Convictions

Facing Consensus: The importance of the “facial” vs. “as applied” distinction in the Roberts Court.

The “facial” vs. “as applied” distinction animates the minimalism of the Roberts Court. You may remember that Chief Justice Roberts gave a speech at Georgetown shortly after his confirmation, saying that what doesn’t have to be decided in a case shouldn’t be. But, of course, Chief Justice Roberts also said that he would be pursuing a larger number of unanimous outcomes—an aspiration that seemed to run aground in his second term when the court had one of the highest number of 5-4 opinions in decades. But the “facial/as applied” distinction that resurfaced in the Crawford  voter-ID decision and that has played prominently also in areas of abortion ( Ayotte; Carhart ) and more recently in the lethal-injection case ( Baze v. Ky ) reveals that some may have dismissed the chief’s efforts at achieving unanimity, or at least greater consensus, prematurely.

As the not entirely ideological 6-3 configuration in the  Crawford case reveals, pronouncing an Act of Congress or a whole legislative enactment by the states to be unconstitutional on its face is strong medicine, and for that reason, it is especially unlikely to be pursued by any member of the court inclined toward preserving the idea of a more-tamed judicial posture. Justice Stevens may be substantively liberal, but in terms of his understanding of the judicial role, he is a moderate conservative. His dissent in Bush v. Gore, after all, was about keeping the court out of the presidential election. By distinguishing between the facial and as-applied challenge, Justice Stevens satisfies both sides of his personality: He can be conservative in facial outcome by upholding the statute’s general contours while preserving and signaling that he would be substantively liberal in application—e.g., in Crawford being relatively quick to find in a later case that a specific election requirement was burdensome. For somewhat different but overlapping reasons, the “facial/as applied” distinction appeals to Justice Kennedy’s Hamlet personality, since he can be for and against the statute at the same time—which may sound flippant, but it in fact reflects Justice Kennedy’s commitment to particularized justice. See, e.g., his separate opinion in Rapanos (indulging a multifactored analysis of navigable waters under the Clean Water Act) or Parents Involved (similarly indulging the possibility of some uses of race that are not specifically visited upon the student, but might be used to lessen racial stratification by, for example, a siting decision of where to build a new school).

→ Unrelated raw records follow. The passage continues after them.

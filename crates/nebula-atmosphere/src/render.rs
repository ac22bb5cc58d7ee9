//! Render-side collaborators: material instances, geometry and lights.

use std::collections::BTreeMap;
use std::fmt;

use glam::{Vec2, Vec3};

use crate::error::AtmosphereError;
use crate::store::TextureHandle;

/// A value pushed to a named shader uniform.
#[derive(Clone, Debug, PartialEq)]
pub enum UniformValue {
    Texture(TextureHandle),
    Float(f32),
    Vec2(Vec2),
    Vec3(Vec3),
    Bool(bool),
    Int(i32),
}

/// Preprocessor defines a material instance is compiled with.
#[derive(Clone, Debug, Default, PartialEq, Eq, Hash)]
pub struct ShaderMacros(BTreeMap<String, String>);

impl ShaderMacros {
    pub fn new() -> Self {
        Self::default()
    }

    pub fn define(mut self, name: &str, value: impl fmt::Display) -> Self {
        self.0.insert(name.to_string(), value.to_string());
        self
    }

    pub fn get(&self, name: &str) -> Option<&str> {
        self.0.get(name).map(String::as_str)
    }

    pub fn iter(&self) -> impl Iterator<Item = (&str, &str)> {
        self.0.iter().map(|(k, v)| (k.as_str(), v.as_str()))
    }
}

/// A shader program with per-instance uniform state, owned by the resource
/// store.
pub trait MaterialInstance: Send + Sync {
    fn name(&self) -> &str;

    /// Make this instance's program current.
    fn use_program(&self);

    /// Apply the instance's own stored uniforms.
    fn bind_material_instance(&self);

    fn bind_uniform(&self, name: &str, value: UniformValue);
}

/// Vertex and index buffers created by the render device.
pub trait GeometryBuffer: Send + Sync {
    fn bind_vertex_buffer(&self);

    /// Issue one indexed draw of every index.
    fn draw_elements(&self);

    fn vertex_count(&self) -> u32;

    fn index_count(&self) -> u32;
}

/// Creates GPU geometry.
pub trait RenderDevice: Send + Sync {
    /// Create indexed triangle geometry from homogeneous positions.
    ///
    /// # Errors
    ///
    /// Returns [`AtmosphereError::GeometryCreation`] when the buffers cannot
    /// be created.
    fn create_geometry(
        &self,
        label: &str,
        positions: &[[f32; 4]],
        indices: &[u32],
    ) -> Result<Box<dyn GeometryBuffer>, AtmosphereError>;
}

/// The scene light the sun direction follows.
pub trait LightSource {
    /// Unit direction the light points along, in world space.
    fn forward(&self) -> Vec3;
}

#[cfg(test)]
mod tests {
    use super::*;

    #[test]
    fn test_macros_are_ordered_and_overwritable() {
        let macros = ShaderMacros::new()
            .define("USE_LUMINANCE", 1)
            .define("COMBINED_SCATTERING_TEXTURES", 0)
            .define("USE_LUMINANCE", 0);
        assert_eq!(macros.get("USE_LUMINANCE"), Some("0"));
        let names: Vec<&str> = macros.iter().map(|(k, _)| k).collect();
        assert_eq!(names, ["COMBINED_SCATTERING_TEXTURES", "USE_LUMINANCE"]);
    }
}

It should be noted that the “facial/as applied” distinction did not begin with Roberts, though it has been more successful under him. Chief Justice Rehnquist sought to use the distinction in the context of his handcrafted doctrine of 11 th Amendment sovereign immunity, but there, he was using it not to sustain legislation, but to strike it down. Consider, for example, Rehnquist’s proposed use of the distinction in Tennessee v. Lane . Rehnquist would have found the ADA to be invalid under the 11 th Amendment on the theory that Congress had not legislated in a congruent and proportional way to address unconstitutional state behavior in a sufficiently targeted fashion. Rehnquist was able to reach this conclusion because he conceived of the proper focus to be facial rather than as applied. In other words, Rehnquist in essence told Congress that it could not legislate more broadly than necessary. In doing its legislative work, Congress had to think of the full range of applications of the statute as against the states and not just a particular application. As Professor Vik Amar once astutely pointed out, since Congress could not tell the states that they had a duty to accommodate the disabled in a public hockey rink as well as a state courthouse, the ADA, which had language that could cover both, was facially unconstitutional, even if in Lane it was properly applied to the denial of courthouse access. Note, however, how using the “facial/as applied” distinction in this way stands the general canon of constitutional interpretation that facial challenges are the most difficult to mount on its head. Rehnquist was effectively seeking to use that facial characterization to limit congressional power more easily, not to be more deferential to it.

It is sometimes said that the jurisprudence of John Roberts is a mere continuation of the Rehnquist era. There is some truth to that. But a closer examination of how the two chiefs employ the “facial/as applied” distinction differently—with Roberts setting a narrow compass of judicial activity and Rehnquist pursuing a more aggressive, less deferential judicial role—undermines that assertion.